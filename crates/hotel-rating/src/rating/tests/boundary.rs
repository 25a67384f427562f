use super::common::*;
use crate::rating::{RatingConfig, RatingConfigError, StarBoundary};

#[test]
fn boundary_edges_follow_published_cut_points() {
    let engine = engine();

    assert_eq!(engine.classify_by_boundary(0.0), 1);
    assert_eq!(engine.classify_by_boundary(3.49), 1);
    assert_eq!(engine.classify_by_boundary(3.5), 2);
    assert_eq!(engine.classify_by_boundary(5.49), 2);
    assert_eq!(engine.classify_by_boundary(5.5), 3);
    assert_eq!(engine.classify_by_boundary(7.5), 4);
    assert_eq!(engine.classify_by_boundary(8.99), 4);
    assert_eq!(engine.classify_by_boundary(9.0), 5);
    assert_eq!(engine.classify_by_boundary(10.0), 5);
}

#[test]
fn out_of_range_composites_clamp_to_the_table_edges() {
    let engine = engine();

    assert_eq!(engine.classify_by_boundary(-1.0), 1);
    assert_eq!(engine.classify_by_boundary(10.1), 5);
    assert_eq!(engine.classify_by_boundary(11.0), 5);
    assert_eq!(engine.classify_by_boundary(f64::NAN), 1);
}

#[test]
fn standard_boundaries_are_contiguous() {
    let config = RatingConfig::standard();
    let boundaries = config.boundaries();

    assert_eq!(boundaries.first().map(|b| b.min), Some(0.0));
    assert_eq!(boundaries.last().map(|b| b.max), Some(10.1));
    for pair in boundaries.windows(2) {
        assert_eq!(pair[0].max, pair[1].min);
        assert_eq!(pair[0].star + 1, pair[1].star);
    }
}

#[test]
fn config_rejects_gapped_boundaries() {
    let mut boundaries = RatingConfig::standard().boundaries().to_vec();
    boundaries[2] = StarBoundary {
        star: 3,
        min: 5.6,
        max: 7.5,
    };

    match RatingConfig::new(RatingConfig::standard().weights().to_vec(), boundaries) {
        Err(RatingConfigError::BoundaryGap { star, .. }) => assert_eq!(star, 3),
        other => panic!("expected boundary gap, got {other:?}"),
    }
}

#[test]
fn config_rejects_table_ending_below_the_top_of_the_scale() {
    let mut boundaries = RatingConfig::standard().boundaries().to_vec();
    boundaries[4] = StarBoundary {
        star: 5,
        min: 9.0,
        max: 9.5,
    };

    match RatingConfig::new(RatingConfig::standard().weights().to_vec(), boundaries) {
        Err(RatingConfigError::BoundaryEnd { expected, found }) => {
            assert_eq!(expected, 10.1);
            assert_eq!(found, 9.5);
        }
        other => panic!("expected boundary end error, got {other:?}"),
    }
}

#[test]
fn config_rejects_boundaries_out_of_star_order() {
    let mut boundaries = RatingConfig::standard().boundaries().to_vec();
    boundaries.swap(0, 1);

    match RatingConfig::new(RatingConfig::standard().weights().to_vec(), boundaries) {
        Err(RatingConfigError::BoundaryOrder {
            position, found, ..
        }) => {
            assert_eq!(position, 0);
            assert_eq!(found, 2);
        }
        other => panic!("expected boundary order error, got {other:?}"),
    }
}

#[test]
fn config_rejects_weights_not_summing_to_one() {
    let mut weights = RatingConfig::standard().weights().to_vec();
    weights[0].weight = 0.5;

    match RatingConfig::new(weights, RatingConfig::standard().boundaries().to_vec()) {
        Err(RatingConfigError::WeightSum(total)) => assert!((total - 1.25).abs() < 1e-9),
        other => panic!("expected weight sum error, got {other:?}"),
    }
}

#[test]
fn config_round_trips_through_json() {
    let raw = serde_json::to_string(&RatingConfig::standard()).expect("serialize config");
    let parsed = RatingConfig::from_json_str(&raw).expect("parse config");

    assert_eq!(parsed, RatingConfig::standard());
}

#[test]
fn config_json_is_validated_on_load() {
    let raw = r#"{
        "weights": [{ "category": "dining", "weight": 0.4 }],
        "boundaries": []
    }"#;

    assert!(matches!(
        RatingConfig::from_json_str(raw),
        Err(RatingConfigError::WeightSum(_))
    ));
}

=-=-=

_EXERCISE GOAL_
With nothing added or dropped, write out the listing again.

_ANSWER TO THE PROBLEM_
filename crates/hotel-rating/src/rating/tests/boundary.rs
repository 25a67384f427562f
use super::common::*;
use crate::rating::{RatingConfig, RatingConfigError, StarBoundary};

#[test]
fn boundary_edges_follow_published_cut_points() {
    let engine = engine();

    assert_eq!(engine.classify_by_boundary(0.0), 1);
    assert_eq!(engine.classify_by_boundary(3.49), 1);
    assert_eq!(engine.classify_by_boundary(3.5), 2);
    assert_eq!(engine.classify_by_boundary(5.49), 2);
    assert_eq!(engine.classify_by_boundary(5.5), 3);
    assert_eq!(engine.classify_by_boundary(7.5), 4);
    assert_eq!(engine.classify_by_boundary(8.99), 4);
    assert_eq!(engine.classify_by_boundary(9.0), 5);
    assert_eq!(engine.classify_by_boundary(10.0), 5);
}

#[test]
fn out_of_range_composites_clamp_to_the_table_edges() {
    let engine = engine();

    assert_eq!(engine.classify_by_boundary(-1.0), 1);
    assert_eq!(engine.classify_by_boundary(10.1), 5);
    assert_eq!(engine.classify_by_boundary(11.0), 5);
    assert_eq!(engine.classify_by_boundary(f64::NAN), 1);
}

#[test]
fn standard_boundaries_are_contiguous() {
    let config = RatingConfig::standard();
    let boundaries = config.boundaries();

    assert_eq!(boundaries.first().map(|b| b.min), Some(0.0));
    assert_eq!(boundaries.last().map(|b| b.max), Some(10.1));
    for pair in boundaries.windows(2) {
        assert_eq!(pair[0].max, pair[1].min);
        assert_eq!(pair[0].star + 1, pair[1].star);
    }
}

#[test]
fn config_rejects_gapped_boundaries() {
    let mut boundaries = RatingConfig::standard().boundaries().to_vec();
    boundaries[2] = StarBoundary {
        star: 3,
        min: 5.6,
        max: 7.5,
    };

    match RatingConfig::new(RatingConfig::standard().weights().to_vec(), boundaries) {
        Err(RatingConfigError::BoundaryGap { star, .. }) => assert_eq!(star, 3),
        other => panic!("expected boundary gap, got {other:?}"),
    }
}

#[test]
fn config_rejects_table_ending_below_the_top_of_the_scale() {
    let mut boundaries = RatingConfig::standard().boundaries().to_vec();
    boundaries[4] = StarBoundary {
        star: 5,
        min: 9.0,
        max: 9.5,
    };

    match RatingConfig::new(RatingConfig::standard().weights().to_vec(), boundaries) {
        Err(RatingConfigError::BoundaryEnd { expected, found }) => {
            assert_eq!(expected, 10.1);
            assert_eq!(found, 9.5);
        }
        other => panic!("expected boundary end error, got {other:?}"),
    }
}

#[test]
fn config_rejects_boundaries_out_of_star_order() {
    let mut boundaries = RatingConfig::standard().boundaries().to_vec();
    boundaries.swap(0, 1);

    match RatingConfig::new(RatingConfig::standard().weights().to_vec(), boundaries) {
        Err(RatingConfigError::BoundaryOrder {
            position, found, ..
        }) => {
            assert_eq!(position, 0);
            assert_eq!(found, 2);
        }
        other => panic!("expected boundary order error, got {other:?}"),
    }
}

#[test]
fn config_rejects_weights_not_summing_to_one() {
    let mut weights = RatingConfig::standard().weights().to_vec();
    weights[0].weight = 0.5;

    match RatingConfig::new(weights, RatingConfig::standard().boundaries().to_vec()) {
        Err(RatingConfigError::WeightSum(total)) => assert!((total - 1.25).abs() < 1e-9),
        other => panic!("expected weight sum error, got {other:?}"),
    }
}

#[test]
fn config_round_trips_through_json() {
    let raw = serde_json::to_string(&RatingConfig::standard()).expect("serialize config");
    let parsed = RatingConfig::from_json_str(&raw).expect("parse config");

    assert_eq!(parsed, RatingConfig::standard());
}

#[test]
fn config_json_is_validated_on_load() {
    let raw = r#"{
        "weights": [{ "category": "dining", "weight": 0.4 }],
        "boundaries": []
    }"#;

    assert!(matches!(
        RatingConfig::from_json_str(raw),
        Err(RatingConfigError::WeightSum(_))
    ));
}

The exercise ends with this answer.